Dadurch entstand ein mystischer Markenname:
Selbst wenn ein „Gabimaru“ stirbt, taucht irgendwann ein neuer auf – mit anderem Aussehen, anderen Techniken, aber demselben furchteinflößenden Ruf.
Dass ein Ninja, der eigentlich im Schatten wirken soll, einen so bekannten Namen trägt, ist eigentlich widersprüchlich.
Doch genau diese Widersprüchlichkeit diente dem Dorf als „Marketing“, um Stärke, Einfluss und Furcht zu verbreiten.
Als der aktuelle Gabimaru nicht stirbt, sondern lebendig gefangen wird, entsteht ein Problem für Ishigakure.
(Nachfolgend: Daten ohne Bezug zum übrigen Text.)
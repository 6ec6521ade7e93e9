//! `dataset` command: aggregate statistics over the generated records.

use std::io::Write;

use chrono::{NaiveDate, NaiveDateTime};
use clap::Parser;
use ortho_config::{OrthoConfig, SubcmdConfigMerge};
use saferoute_core::{CrimeStat, CrimeType, RiskLevel, Timeframe};
use saferoute_data::generator::{AreaTrend, area_matches, normalize_area_query};
use saferoute_data::{StatisticsFilter, weighted_severity_score};
use serde::{Deserialize, Serialize};

use crate::{
    ARG_AREA, ARG_CRIME_TYPE, ARG_REFERENCE_DATE, ARG_TIMEFRAME, CliError, data_service,
    reference_date_or_today, write_json,
};

/// CLI arguments for the `dataset` subcommand.
#[derive(Debug, Clone, Parser, Deserialize, Serialize, OrthoConfig, Default)]
#[command(
    long_about = "Summarize the synthetic crime dataset: incident totals per \
                 crime type, the weighted severity band and per-area trends. \
                 Filters narrow the statistics to one area or crime type.",
    about = "Summarize crime statistics and trends"
)]
#[ortho_config(prefix = "SAFEROUTE")]
pub(crate) struct DatasetArgs {
    /// Case-insensitive neighborhood name or fragment.
    #[arg(long = ARG_AREA, value_name = "name")]
    #[serde(default)]
    pub(crate) area: Option<String>,
    /// Restrict to one crime type (violent, property, vehicular, petty).
    #[arg(long = ARG_CRIME_TYPE, value_name = "type")]
    #[serde(default)]
    pub(crate) crime_type: Option<String>,
    /// Window to rescale counts to (1month, 3months, 6months, 1year).
    #[arg(long = ARG_TIMEFRAME, value_name = "window")]
    #[serde(default)]
    pub(crate) timeframe: Option<String>,
    /// Last day covered by the dataset; today when omitted.
    #[arg(long = ARG_REFERENCE_DATE, value_name = "date")]
    #[serde(default)]
    pub(crate) reference_date: Option<NaiveDate>,
}

impl DatasetArgs {
    fn into_config(self, now: NaiveDateTime) -> Result<DatasetConfig, CliError> {
        let merged = self.load_and_merge().map_err(CliError::Configuration)?;
        DatasetConfig::resolve(merged, now)
    }
}

/// Resolved `dataset` command configuration.
#[derive(Debug, Clone, PartialEq, Eq)]
pub(crate) struct DatasetConfig {
    pub(crate) filter: StatisticsFilter,
    pub(crate) reference_date: NaiveDate,
}

impl DatasetConfig {
    /// Unknown timeframes fall back to six months; unknown crime types are
    /// rejected.
    pub(crate) fn resolve(args: DatasetArgs, now: NaiveDateTime) -> Result<Self, CliError> {
        let mut filter = StatisticsFilter::default()
            .with_timeframe(args.timeframe.as_deref().map_or_else(
                Timeframe::default,
                Timeframe::parse_or_default,
            ));
        if let Some(area) = args.area {
            filter = filter.with_area(area);
        }
        if let Some(raw) = args.crime_type {
            filter = filter.with_crime_type(raw.parse::<CrimeType>()?);
        }
        Ok(Self {
            filter,
            reference_date: reference_date_or_today(args.reference_date, now),
        })
    }

    fn timeframe(&self) -> Timeframe {
        self.filter.timeframe.unwrap_or_default()
    }
}

/// Incident total for one crime type.
#[derive(Debug, Clone, PartialEq, Eq, Serialize, Deserialize)]
pub(crate) struct CrimeTypeTotal {
    pub(crate) crime_type: CrimeType,
    pub(crate) incidents: u64,
}

/// Output of the `dataset` command.
#[derive(Debug, Clone, PartialEq, Serialize, Deserialize)]
pub(crate) struct DatasetReport {
    pub(crate) reference_date: NaiveDate,
    pub(crate) filter: StatisticsFilter,
    pub(crate) total_incidents: u64,
    pub(crate) severity_score: Option<f64>,
    pub(crate) risk_level: RiskLevel,
    pub(crate) by_type: Vec<CrimeTypeTotal>,
    pub(crate) trends: Vec<AreaTrend>,
}

fn totals_by_type(stats: &[CrimeStat]) -> Vec<CrimeTypeTotal> {
    CrimeType::ALL
        .into_iter()
        .map(|crime_type| CrimeTypeTotal {
            crime_type,
            incidents: stats
                .iter()
                .filter(|s| s.crime_type == crime_type)
                .map(|s| u64::from(s.incident_count))
                .sum(),
        })
        .filter(|total| total.incidents > 0)
        .collect()
}

pub(crate) fn run_dataset(
    args: DatasetArgs,
    now: NaiveDateTime,
    writer: &mut dyn Write,
) -> Result<(), CliError> {
    let config = args.into_config(now)?;
    let report = build_report(&config)?;
    write_json(writer, &report)
}

pub(crate) fn build_report(config: &DatasetConfig) -> Result<DatasetReport, CliError> {
    let service = data_service(config.reference_date);
    let stats = service.get_statistics(&config.filter)?;
    let severity_score = weighted_severity_score(stats.iter());
    let area_query = config.filter.area.as_deref().map(normalize_area_query);
    let trends = service
        .area_trends(config.timeframe())?
        .into_iter()
        .filter(|t| {
            area_query
                .as_deref()
                .is_none_or(|q| area_matches(&t.area, q))
        })
        .collect();
    log::info!(
        "summarized {} stats for {:?} over {}",
        stats.len(),
        config.filter.area,
        config.timeframe()
    );
    Ok(DatasetReport {
        reference_date: config.reference_date,
        filter: config.filter.clone(),
        total_incidents: stats.iter().map(|s| u64::from(s.incident_count)).sum(),
        severity_score,
        risk_level: severity_score.map_or(RiskLevel::Low, RiskLevel::from_score),
        by_type: totals_by_type(&stats),
        trends,
    })
}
Solange er lebt und an einem realen Ort inhaftiert ist, kann das Dorf keinen neuen „Gabimaru“ präsentieren, ohne den Mythos zu beschädigen.
Zusätzlich gilt der aktuelle Gabimaru als der bislang stärkste Träger dieses Titels.
Sein Weiterleben schwächt aus Sicht des Dorfoberhaupts den Nimbus des unantastbaren, mythischen Meisterassassinen.
Daher wird Gabimaru nicht nur von äußeren Feinden, sondern auch aus seinem eigenen Herkunftsdorf heraus zur Zielscheibe.
Seine Existenz gefährdet die sorgfältig aufgebaute „Marke Gabimaru“, und das Dorfoberhaupt sieht ihn eher als Risiko denn als verlorenes Familienmitglied.
Sein bürgerlicher Name wird im Hauptwerk bewusst nicht genannt.
In einem später erschienenen Fanbuch („Sezierbuch“) wird jedoch in einer kleinen Zusatzgeschichte auf seine wahre Identität näher eingegangen, was seinen Charakter weiter ausleuchtet.